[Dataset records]
Content starts
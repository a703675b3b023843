//! Error types shared by every backup workflow.

use thiserror::Error;

#[derive(Error, Debug)]
pub enum BackupError {
    #[error("Configuration error: {0}")]
    Config(String),

    #[error("Dashboard API error (status {status}): {body}")]
    RemoteApi { status: u16, body: String },

    #[error("Failed to read {key}: {reason}")]
    StoreRead { key: String, reason: String },

    #[error("Failed to write {key}: {reason}")]
    StoreWrite { key: String, reason: String },

    #[error("Not found: {0}")]
    NotFound(String),

    #[error("HTTP error: {0}")]
    Http(#[from] reqwest::Error),

    #[error("Serialization error: {0}")]
    Serialization(#[from] serde_json::Error),

    #[error("I/O error: {0}")]
    Io(#[from] std::io::Error),

    #[error("Object store error: {0}")]
    ObjectStore(#[from] object_store::Error),

    #[error("Worker pool error: {0}")]
    Pool(String),
}

impl BackupError {
    pub fn store_read(key: impl Into<String>, reason: impl std::fmt::Display) -> Self {
        BackupError::StoreRead {
            key: key.into(),
            reason: reason.to_string(),
        }
    }

    pub fn store_write(key: impl Into<String>, reason: impl std::fmt::Display) -> Self {
        BackupError::StoreWrite {
            key: key.into(),
            reason: reason.to_string(),
        }
    }

    /// True for the "nothing there" outcome, which callers report as a warning.
    pub fn is_not_found(&self) -> bool {
        matches!(self, BackupError::NotFound(_))
    }
}

pub type Result<T> = std::result::Result<T, BackupError>;
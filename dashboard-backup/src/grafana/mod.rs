//! Grafana HTTP API surface used by the backup workflows.

pub mod client;

use crate::utils::Result;
use async_trait::async_trait;
use serde::{Deserialize, Serialize};
use serde_json::Value;

pub use client::GrafanaClient;

/// One entry of `GET /api/search?type=dash-db`.
#[derive(Debug, Clone, PartialEq, Eq, Serialize, Deserialize)]
pub struct DashboardSummary {
    pub id: i64,
    pub uid: String,
    pub title: String,
}

/// One entry of a dashboard's version history.
#[derive(Debug, Clone, PartialEq, Eq, Serialize, Deserialize)]
pub struct DashboardVersion {
    pub version: u64,
}

#[derive(Debug, Clone, Copy, PartialEq, Eq, Serialize, Deserialize)]
pub struct FolderRef {
    pub id: i64,
}

#[async_trait]
pub trait DashboardService: Send + Sync {
    async fn search_dashboards(&self) -> Result<Vec<DashboardSummary>>;

    /// Full `{dashboard, meta}` document.
    async fn dashboard_details(&self, uid: &str) -> Result<Value>;

    async fn list_versions(&self, dashboard_id: i64) -> Result<Vec<DashboardVersion>>;

    async fn version_details(&self, dashboard_id: i64, version: u64) -> Result<Value>;

    /// `None` when the server does not answer 200 for this folder id.
    async fn search_folder(&self, folder_id: i64) -> Result<Option<FolderRef>>;

    async fn create_folder(&self, title: &str) -> Result<FolderRef>;

    /// Upsert a dashboard document.
    async fn push_dashboard(&self, document: &Value) -> Result<Value>;

    async fn dashboard_tags(&self) -> Result<Vec<Value>>;
}
//! In-memory Grafana used by the workflow tests.

use crate::grafana::{DashboardService, DashboardSummary, DashboardVersion, FolderRef};
use crate::utils::{BackupError, Result};
use async_trait::async_trait;
use serde_json::{json, Value};
use std::collections::{BTreeMap, HashMap, HashSet};
use std::sync::Mutex;

#[derive(Default)]
struct FakeState {
    dashboards: Vec<DashboardSummary>,
    versions: HashMap<i64, Vec<u64>>,
    folders: BTreeMap<i64, String>,
    next_folder_id: i64,
    pushed: Vec<Value>,
    created_folders: Vec<String>,
    version_fetches: Vec<(i64, u64)>,
    search_error: Option<u16>,
    tags_error: bool,
    broken_details: HashSet<String>,
    broken_versions: HashSet<(i64, u64)>,
}

#[derive(Default)]
pub struct FakeGrafana {
    state: Mutex<FakeState>,
}

impl FakeGrafana {
    pub fn new() -> Self {
        let fake = Self::default();
        fake.state.lock().unwrap().next_folder_id = 100;
        fake
    }

    pub fn with_dashboard(self, id: i64, uid: &str, title: &str) -> Self {
        self.state.lock().unwrap().dashboards.push(DashboardSummary {
            id,
            uid: uid.to_string(),
            title: title.to_string(),
        });
        self
    }

    pub fn with_versions(self, id: i64, versions: &[u64]) -> Self {
        self.set_versions(id, versions);
        self
    }

    pub fn with_folder(self, id: i64, title: &str) -> Self {
        self.state.lock().unwrap().folders.insert(id, title.to_string());
        self
    }

    pub fn failing_search(self, status: u16) -> Self {
        self.state.lock().unwrap().search_error = Some(status);
        self
    }

    pub fn failing_tags(self) -> Self {
        self.state.lock().unwrap().tags_error = true;
        self
    }

    pub fn failing_details(self, uid: &str) -> Self {
        self.state.lock().unwrap().broken_details.insert(uid.to_string());
        self
    }

    pub fn failing_version(self, id: i64, version: u64) -> Self {
        self.state.lock().unwrap().broken_versions.insert((id, version));
        self
    }

    pub fn set_versions(&self, id: i64, versions: &[u64]) {
        self.state.lock().unwrap().versions.insert(id, versions.to_vec());
    }

    pub fn heal_version(&self, id: i64, version: u64) {
        self.state.lock().unwrap().broken_versions.remove(&(id, version));
    }

    pub fn pushed(&self) -> Vec<Value> {
        self.state.lock().unwrap().pushed.clone()
    }

    pub fn created_folders(&self) -> Vec<String> {
        self.state.lock().unwrap().created_folders.clone()
    }

    pub fn version_fetches(&self) -> Vec<(i64, u64)> {
        self.state.lock().unwrap().version_fetches.clone()
    }

    pub fn clear_log(&self) {
        let mut state = self.state.lock().unwrap();
        state.pushed.clear();
        state.version_fetches.clear();
    }
}

fn not_found(what: String) -> BackupError {
    BackupError::RemoteApi {
        status: 404,
        body: what,
    }
}

#[async_trait]
impl DashboardService for FakeGrafana {
    async fn search_dashboards(&self) -> Result<Vec<DashboardSummary>> {
        let state = self.state.lock().unwrap();
        match state.search_error {
            Some(status) => Err(BackupError::RemoteApi {
                status,
                body: "search failed".into(),
            }),
            None => Ok(state.dashboards.clone()),
        }
    }

    async fn dashboard_details(&self, uid: &str) -> Result<Value> {
        let state = self.state.lock().unwrap();
        if state.broken_details.contains(uid) {
            return Err(BackupError::RemoteApi {
                status: 500,
                body: "boom".into(),
            });
        }
        let summary = state
            .dashboards
            .iter()
            .find(|d| d.uid == uid)
            .ok_or_else(|| not_found(format!("dashboard {}", uid)))?;

        Ok(json!({
            "dashboard": {"id": summary.id, "uid": summary.uid, "title": summary.title, "panels": []},
            "meta": {"folderId": 0, "folderTitle": "General", "slug": summary.title.to_lowercase()}
        }))
    }

    async fn list_versions(&self, dashboard_id: i64) -> Result<Vec<DashboardVersion>> {
        let state = self.state.lock().unwrap();
        let versions = state
            .versions
            .get(&dashboard_id)
            .ok_or_else(|| not_found(format!("dashboard id {}", dashboard_id)))?;
        // Newest first, like the real API.
        Ok(versions
            .iter()
            .rev()
            .map(|&version| DashboardVersion { version })
            .collect())
    }

    async fn version_details(&self, dashboard_id: i64, version: u64) -> Result<Value> {
        let mut state = self.state.lock().unwrap();
        state.version_fetches.push((dashboard_id, version));
        if state.broken_versions.contains(&(dashboard_id, version)) {
            return Err(BackupError::RemoteApi {
                status: 502,
                body: "bad gateway".into(),
            });
        }
        Ok(json!({"dashboardId": dashboard_id, "version": version, "data": {"title": "v"}}))
    }

    async fn search_folder(&self, folder_id: i64) -> Result<Option<FolderRef>> {
        let state = self.state.lock().unwrap();
        Ok(state
            .folders
            .contains_key(&folder_id)
            .then_some(FolderRef { id: folder_id }))
    }

    async fn create_folder(&self, title: &str) -> Result<FolderRef> {
        let mut state = self.state.lock().unwrap();
        let id = state.next_folder_id;
        state.next_folder_id += 1;
        state.folders.insert(id, title.to_string());
        state.created_folders.push(title.to_string());
        Ok(FolderRef { id })
    }

    async fn push_dashboard(&self, document: &Value) -> Result<Value> {
        self.state.lock().unwrap().pushed.push(document.clone());
        Ok(json!({"status": "success"}))
    }

    async fn dashboard_tags(&self) -> Result<Vec<Value>> {
        if self.state.lock().unwrap().tags_error {
            return Err(BackupError::RemoteApi {
                status: 403,
                body: "forbidden".into(),
            });
        }
        Ok(vec![json!({"term": "infra", "count": 1})])
    }
}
Content ends
Task:
Every line above with the word "StoreRead" is to be copied out.

Task solution:
    StoreRead { key: String, reason: String },
        BackupError::StoreRead {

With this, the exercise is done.